**Work to be completed**: Here are some records; copy every line that holds the word "source".

**Material for this exercise**:

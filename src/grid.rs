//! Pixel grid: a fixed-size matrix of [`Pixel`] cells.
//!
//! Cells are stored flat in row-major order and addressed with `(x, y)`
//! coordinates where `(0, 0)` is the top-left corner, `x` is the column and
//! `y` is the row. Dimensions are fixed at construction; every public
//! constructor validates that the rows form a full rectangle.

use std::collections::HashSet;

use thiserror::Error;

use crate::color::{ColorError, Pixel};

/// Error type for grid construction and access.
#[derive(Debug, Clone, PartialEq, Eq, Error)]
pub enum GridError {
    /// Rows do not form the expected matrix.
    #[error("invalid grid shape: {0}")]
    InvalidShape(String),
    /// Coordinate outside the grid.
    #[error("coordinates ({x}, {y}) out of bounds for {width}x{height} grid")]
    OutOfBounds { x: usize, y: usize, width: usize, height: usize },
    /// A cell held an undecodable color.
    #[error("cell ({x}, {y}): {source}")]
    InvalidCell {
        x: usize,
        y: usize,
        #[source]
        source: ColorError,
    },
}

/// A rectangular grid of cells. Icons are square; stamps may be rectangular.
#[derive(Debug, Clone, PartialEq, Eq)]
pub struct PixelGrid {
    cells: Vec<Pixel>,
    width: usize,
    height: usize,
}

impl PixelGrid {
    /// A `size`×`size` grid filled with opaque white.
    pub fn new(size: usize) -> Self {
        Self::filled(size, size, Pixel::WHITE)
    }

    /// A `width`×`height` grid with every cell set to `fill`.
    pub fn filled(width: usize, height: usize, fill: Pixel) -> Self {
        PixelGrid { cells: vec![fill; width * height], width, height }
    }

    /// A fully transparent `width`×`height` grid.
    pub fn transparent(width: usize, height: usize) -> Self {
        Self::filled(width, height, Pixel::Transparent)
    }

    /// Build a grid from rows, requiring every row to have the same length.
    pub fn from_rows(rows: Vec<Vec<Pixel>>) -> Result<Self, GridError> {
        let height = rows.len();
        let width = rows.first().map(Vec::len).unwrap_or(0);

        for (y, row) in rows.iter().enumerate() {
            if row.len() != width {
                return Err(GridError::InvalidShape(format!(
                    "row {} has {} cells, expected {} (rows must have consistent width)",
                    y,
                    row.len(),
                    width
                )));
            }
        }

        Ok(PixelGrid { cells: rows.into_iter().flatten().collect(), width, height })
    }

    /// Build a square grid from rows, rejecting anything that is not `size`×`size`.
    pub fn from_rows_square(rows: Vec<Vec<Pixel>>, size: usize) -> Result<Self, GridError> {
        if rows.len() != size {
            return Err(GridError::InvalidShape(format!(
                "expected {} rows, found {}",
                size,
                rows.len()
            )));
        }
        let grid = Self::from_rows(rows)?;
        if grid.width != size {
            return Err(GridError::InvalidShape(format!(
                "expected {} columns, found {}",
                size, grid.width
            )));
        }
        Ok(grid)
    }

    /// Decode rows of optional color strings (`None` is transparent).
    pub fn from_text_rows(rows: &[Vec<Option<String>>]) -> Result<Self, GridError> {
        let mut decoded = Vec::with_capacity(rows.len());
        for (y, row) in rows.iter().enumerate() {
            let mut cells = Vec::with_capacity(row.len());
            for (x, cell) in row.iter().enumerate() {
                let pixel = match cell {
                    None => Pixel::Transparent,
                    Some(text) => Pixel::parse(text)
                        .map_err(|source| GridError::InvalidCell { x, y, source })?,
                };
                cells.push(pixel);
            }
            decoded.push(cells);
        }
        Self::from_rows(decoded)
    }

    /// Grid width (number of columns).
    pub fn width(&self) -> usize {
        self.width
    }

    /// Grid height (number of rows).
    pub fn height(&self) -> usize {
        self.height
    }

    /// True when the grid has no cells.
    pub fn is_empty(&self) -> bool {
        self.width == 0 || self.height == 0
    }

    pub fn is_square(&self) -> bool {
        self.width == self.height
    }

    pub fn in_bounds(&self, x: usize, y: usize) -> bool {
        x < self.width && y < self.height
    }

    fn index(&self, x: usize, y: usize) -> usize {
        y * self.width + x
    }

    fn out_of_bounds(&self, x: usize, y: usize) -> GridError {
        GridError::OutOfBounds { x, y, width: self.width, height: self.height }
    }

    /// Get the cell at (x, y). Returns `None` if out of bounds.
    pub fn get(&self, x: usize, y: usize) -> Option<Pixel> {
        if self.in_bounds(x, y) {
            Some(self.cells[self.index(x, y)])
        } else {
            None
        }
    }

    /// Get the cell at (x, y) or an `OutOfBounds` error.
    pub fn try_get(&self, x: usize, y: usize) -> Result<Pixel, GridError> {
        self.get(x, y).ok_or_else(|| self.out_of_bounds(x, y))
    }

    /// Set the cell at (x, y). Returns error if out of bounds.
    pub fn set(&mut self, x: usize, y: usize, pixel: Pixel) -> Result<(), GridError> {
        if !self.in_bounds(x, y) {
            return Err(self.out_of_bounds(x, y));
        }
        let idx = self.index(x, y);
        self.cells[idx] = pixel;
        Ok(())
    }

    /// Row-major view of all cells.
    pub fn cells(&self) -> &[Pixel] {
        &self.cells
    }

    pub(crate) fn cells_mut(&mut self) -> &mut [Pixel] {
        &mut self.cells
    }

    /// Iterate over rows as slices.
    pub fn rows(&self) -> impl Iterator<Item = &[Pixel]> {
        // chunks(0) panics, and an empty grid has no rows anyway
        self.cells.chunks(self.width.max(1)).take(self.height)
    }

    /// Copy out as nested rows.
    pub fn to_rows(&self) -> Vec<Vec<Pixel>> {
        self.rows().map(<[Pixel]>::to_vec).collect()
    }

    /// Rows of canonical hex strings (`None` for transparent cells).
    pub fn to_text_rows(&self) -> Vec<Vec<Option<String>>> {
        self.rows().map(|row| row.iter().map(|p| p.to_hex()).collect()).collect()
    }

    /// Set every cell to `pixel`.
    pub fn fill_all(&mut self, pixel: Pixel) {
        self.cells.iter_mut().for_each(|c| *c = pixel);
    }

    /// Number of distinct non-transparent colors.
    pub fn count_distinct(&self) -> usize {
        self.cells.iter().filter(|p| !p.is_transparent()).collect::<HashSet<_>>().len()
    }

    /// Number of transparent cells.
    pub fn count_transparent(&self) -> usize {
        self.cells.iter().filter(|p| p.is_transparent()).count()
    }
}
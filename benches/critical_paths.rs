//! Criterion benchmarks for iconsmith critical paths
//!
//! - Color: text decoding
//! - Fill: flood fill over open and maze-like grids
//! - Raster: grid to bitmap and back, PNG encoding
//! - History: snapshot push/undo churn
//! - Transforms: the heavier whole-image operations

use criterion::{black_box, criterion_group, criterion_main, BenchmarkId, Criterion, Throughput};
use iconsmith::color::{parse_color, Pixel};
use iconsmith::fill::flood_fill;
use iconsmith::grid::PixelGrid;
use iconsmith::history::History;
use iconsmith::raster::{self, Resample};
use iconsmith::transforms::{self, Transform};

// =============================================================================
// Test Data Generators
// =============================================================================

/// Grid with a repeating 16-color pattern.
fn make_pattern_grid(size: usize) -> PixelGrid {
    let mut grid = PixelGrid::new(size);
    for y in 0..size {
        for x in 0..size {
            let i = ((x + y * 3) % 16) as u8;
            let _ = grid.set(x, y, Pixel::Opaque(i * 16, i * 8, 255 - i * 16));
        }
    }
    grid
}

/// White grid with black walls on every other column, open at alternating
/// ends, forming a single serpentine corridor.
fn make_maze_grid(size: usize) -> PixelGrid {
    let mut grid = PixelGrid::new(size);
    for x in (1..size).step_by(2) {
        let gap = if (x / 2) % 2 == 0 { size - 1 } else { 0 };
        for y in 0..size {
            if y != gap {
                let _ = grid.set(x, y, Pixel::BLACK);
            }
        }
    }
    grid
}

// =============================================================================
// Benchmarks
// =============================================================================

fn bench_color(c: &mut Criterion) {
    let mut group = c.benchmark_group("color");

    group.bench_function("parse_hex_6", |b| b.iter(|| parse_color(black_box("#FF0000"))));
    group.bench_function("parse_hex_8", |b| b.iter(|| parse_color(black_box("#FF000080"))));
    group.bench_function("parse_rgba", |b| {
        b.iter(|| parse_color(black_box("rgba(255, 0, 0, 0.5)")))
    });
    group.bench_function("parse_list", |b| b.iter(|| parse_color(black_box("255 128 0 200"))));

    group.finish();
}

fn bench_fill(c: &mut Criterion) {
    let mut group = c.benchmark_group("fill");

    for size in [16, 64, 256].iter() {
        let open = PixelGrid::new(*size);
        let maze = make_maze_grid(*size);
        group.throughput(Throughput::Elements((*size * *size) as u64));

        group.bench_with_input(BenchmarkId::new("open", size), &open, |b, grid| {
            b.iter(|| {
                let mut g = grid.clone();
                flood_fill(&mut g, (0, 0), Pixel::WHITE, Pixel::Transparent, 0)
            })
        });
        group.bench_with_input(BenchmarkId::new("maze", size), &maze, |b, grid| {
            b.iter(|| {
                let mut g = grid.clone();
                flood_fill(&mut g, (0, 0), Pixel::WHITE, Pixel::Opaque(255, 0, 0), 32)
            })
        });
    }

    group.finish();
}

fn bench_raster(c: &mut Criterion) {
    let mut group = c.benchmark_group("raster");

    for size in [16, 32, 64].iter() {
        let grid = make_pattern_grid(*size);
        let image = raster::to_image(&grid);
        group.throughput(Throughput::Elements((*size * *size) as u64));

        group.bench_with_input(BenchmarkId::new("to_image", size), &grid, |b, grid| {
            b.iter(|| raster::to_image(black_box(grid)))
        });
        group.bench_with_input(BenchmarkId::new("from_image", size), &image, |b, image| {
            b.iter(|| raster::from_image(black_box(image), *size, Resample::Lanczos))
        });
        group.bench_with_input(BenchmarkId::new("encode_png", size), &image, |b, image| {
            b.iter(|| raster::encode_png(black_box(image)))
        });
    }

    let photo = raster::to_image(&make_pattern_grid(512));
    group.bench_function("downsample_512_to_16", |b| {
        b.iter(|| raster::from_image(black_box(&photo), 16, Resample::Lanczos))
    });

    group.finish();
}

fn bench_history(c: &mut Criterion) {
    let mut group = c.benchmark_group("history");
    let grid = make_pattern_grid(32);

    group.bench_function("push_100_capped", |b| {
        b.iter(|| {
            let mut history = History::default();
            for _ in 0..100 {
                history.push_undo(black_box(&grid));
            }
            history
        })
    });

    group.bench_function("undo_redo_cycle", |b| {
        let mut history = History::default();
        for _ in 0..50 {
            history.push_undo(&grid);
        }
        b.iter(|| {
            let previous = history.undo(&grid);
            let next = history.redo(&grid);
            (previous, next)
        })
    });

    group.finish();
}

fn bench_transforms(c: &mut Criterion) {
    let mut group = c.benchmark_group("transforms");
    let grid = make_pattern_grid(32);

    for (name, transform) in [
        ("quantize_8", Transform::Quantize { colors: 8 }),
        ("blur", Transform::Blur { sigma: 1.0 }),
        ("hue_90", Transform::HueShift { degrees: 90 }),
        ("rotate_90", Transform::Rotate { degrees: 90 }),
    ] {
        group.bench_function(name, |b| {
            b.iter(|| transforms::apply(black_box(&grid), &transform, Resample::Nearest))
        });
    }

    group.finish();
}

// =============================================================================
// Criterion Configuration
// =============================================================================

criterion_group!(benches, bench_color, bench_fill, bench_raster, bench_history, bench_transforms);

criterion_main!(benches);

**Task output**:
    #[error("cell ({x}, {y}): {source}")]
        #[source]
        source: ColorError,
                        .map_err(|source| GridError::InvalidCell { x, y, source })?,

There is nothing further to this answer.